# Modeling your Data

## Best Table Formats for AI

We've found that Rasgo AI understands some table structures better than others. Examples:

* Aggregated Summary Tables
  * AI does best with wide, pre-aggregated tables with all possible dimension slicers and metrics included, at a standard date granularity (i.e. Daily, Weekly, Monthly, etc...)
* Dimension Tables
  * For dimension tables a standard star schema approach works best
  * It's important that the join columns are named the same in both the fact tables and dimension tables (i.e. PRODUCT\_ID in the fact\_sales table and PRODUCT\_ID in the dim\_product table).
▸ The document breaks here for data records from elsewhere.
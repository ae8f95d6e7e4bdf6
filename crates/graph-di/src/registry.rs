use std::collections::HashMap;

use tracing::debug;

use crate::binding::Binding;
use crate::error::Error;
use crate::key::Key;

/// Contributes bindings to a [`Registry`]; the seam for discovery front-ends.
pub trait Module {
    fn configure(&self, registry: &mut Registry) -> Result<(), Error>;
}

impl<F> Module for F
where
    F: Fn(&mut Registry) -> Result<(), Error>,
{
    fn configure(&self, registry: &mut Registry) -> Result<(), Error> {
        self(registry)
    }
}

/// Append-only collection of bindings, frozen by [`seal`](Registry::seal).
#[derive(Debug, Default)]
pub struct Registry {
    bindings: HashMap<Key, Vec<Binding>>,
    order: Vec<Key>,
    sealed: bool,
}

impl Registry {
    pub fn new() -> Self {
        Self::default()
    }

    pub fn register(&mut self, key: Key, binding: Binding) -> Result<&mut Self, Error> {
        self.ensure_open(&key)?;
        if binding.is_override() {
            return self.override_binding(key, binding);
        }

        debug!(
            key = %key,
            scope = %binding.scope(),
            primary = binding.is_primary(),
            multi = binding.is_multi(),
            "registered binding"
        );
        match self.bindings.get_mut(&key) {
            Some(existing) => existing.push(binding),
            None => {
                self.order.push(key.clone());
                self.bindings.insert(key, vec![binding]);
            }
        }
        Ok(self)
    }

    /// Replaces every binding registered so far for `key` with `binding`.
    pub fn override_binding(&mut self, key: Key, binding: Binding) -> Result<&mut Self, Error> {
        self.ensure_open(&key)?;

        debug!(key = %key, scope = %binding.scope(), "overriding binding");
        match self.bindings.get_mut(&key) {
            Some(existing) => {
                debug!(key = %key, replaced = existing.len(), "replaced earlier bindings");
                *existing = vec![binding];
            }
            None => {
                self.order.push(key.clone());
                self.bindings.insert(key, vec![binding]);
            }
        }
        Ok(self)
    }

    pub fn install<M>(&mut self, module: &M) -> Result<&mut Self, Error>
    where
        M: Module + ?Sized,
    {
        module.configure(self)?;
        Ok(self)
    }

    /// Freezes the registry after checking every key for ambiguity. A failed seal
    /// leaves the registry open.
    pub fn seal(&mut self) -> Result<(), Error> {
        if self.sealed {
            return Ok(());
        }
        for key in &self.order {
            let candidates = self.bindings(key);
            if candidates.iter().all(Binding::is_multi) {
                continue;
            }
            self.choose(key)?;
        }
        self.sealed = true;
        debug!(keys = self.order.len(), "registry sealed");
        Ok(())
    }

    pub fn is_sealed(&self) -> bool {
        self.sealed
    }

    /// Returns the binding that resolution would use for `key`.
    pub fn lookup(&self, key: &Key) -> Result<Binding, Error> {
        self.select(key)?
            .map(|(_, binding)| binding)
            .ok_or_else(|| Error::UnresolvedDependency {
                key: key.clone(),
                chain: vec![key.clone()].into(),
            })
    }

    pub fn bindings(&self, key: &Key) -> &[Binding] {
        self.bindings.get(key).map(Vec::as_slice).unwrap_or(&[])
    }

    pub fn contains(&self, key: &Key) -> bool {
        self.bindings.contains_key(key)
    }

    pub fn keys(&self) -> impl Iterator<Item = &Key> {
        self.order.iter()
    }

    pub fn len(&self) -> usize {
        self.order.len()
    }

    pub fn is_empty(&self) -> bool {
        self.order.is_empty()
    }

    pub(crate) fn provides(&self, key: &Key) -> bool {
        let count = self.bindings(&key.element()).len();
        match key.index() {
            Some(index) => index < count,
            None => count > 0,
        }
    }

    /// The binding for `key` together with the key its instance is cached under.
    ///
    /// Collection keys always select, with one element per binding. An element key
    /// shares its cache slot with the plain key when both pick the same binding.
    pub(crate) fn select(&self, key: &Key) -> Result<Option<(Key, Binding)>, Error> {
        if key.is_collection() {
            let element = key.element();
            let elements = (0..self.bindings(&element).len())
                .map(|index| element.clone().at(index))
                .collect();
            return Ok(Some((key.clone(), Binding::collection(elements))));
        }

        match key.index() {
            Some(index) => {
                let element = key.element();
                let binding = match self.bindings(&element).get(index) {
                    Some(binding) => binding.clone(),
                    None => return Ok(None),
                };
                let slot = match self.choose(&element) {
                    Ok(Some(chosen)) if chosen == index => element,
                    _ => key.clone(),
                };
                Ok(Some((slot, binding)))
            }
            None => Ok(self
                .choose(key)?
                .map(|index| (key.clone(), self.bindings(key)[index].clone()))),
        }
    }

    // the only binding, or the only primary one
    fn choose(&self, key: &Key) -> Result<Option<usize>, Error> {
        let candidates = self.bindings(key);
        match candidates {
            [] => return Ok(None),
            [_] => return Ok(Some(0)),
            _ => {}
        }

        let mut primaries = candidates
            .iter()
            .enumerate()
            .filter(|(_, b)| b.is_primary())
            .map(|(index, _)| index);
        match (primaries.next(), primaries.next()) {
            (Some(primary), None) => Ok(Some(primary)),
            _ => Err(Error::DuplicateBinding {
                key: key.clone(),
                candidates: candidates.len(),
                primaries: candidates.iter().filter(|b| b.is_primary()).count(),
            }),
        }
    }

    fn ensure_open(&self, key: &Key) -> Result<(), Error> {
        if self.sealed {
            return Err(Error::RegistrySealed { key: key.clone() });
        }
        Ok(())
    }
}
This removes guesswork when writing the joins.
* Fact Tables
  * For fact tables that should be aggregated when queried, ensure that aggregations to accurately calculate the metrics over time are as straightforward as possible (i.e. if you want to count unique transactions, include transaction ID).
* Header & Details Tables
  * AI can navigate between a header table and line item detail table (i.e. invoices) well, as long as the granularities of both tables are accurate in the notes

## Table Formats to Avoid

For certain table formats, AI needs extra guidance to query them well. This is fine if you are an expert on how the table is structured, but be careful sharing these tables with others that are not familiar with them.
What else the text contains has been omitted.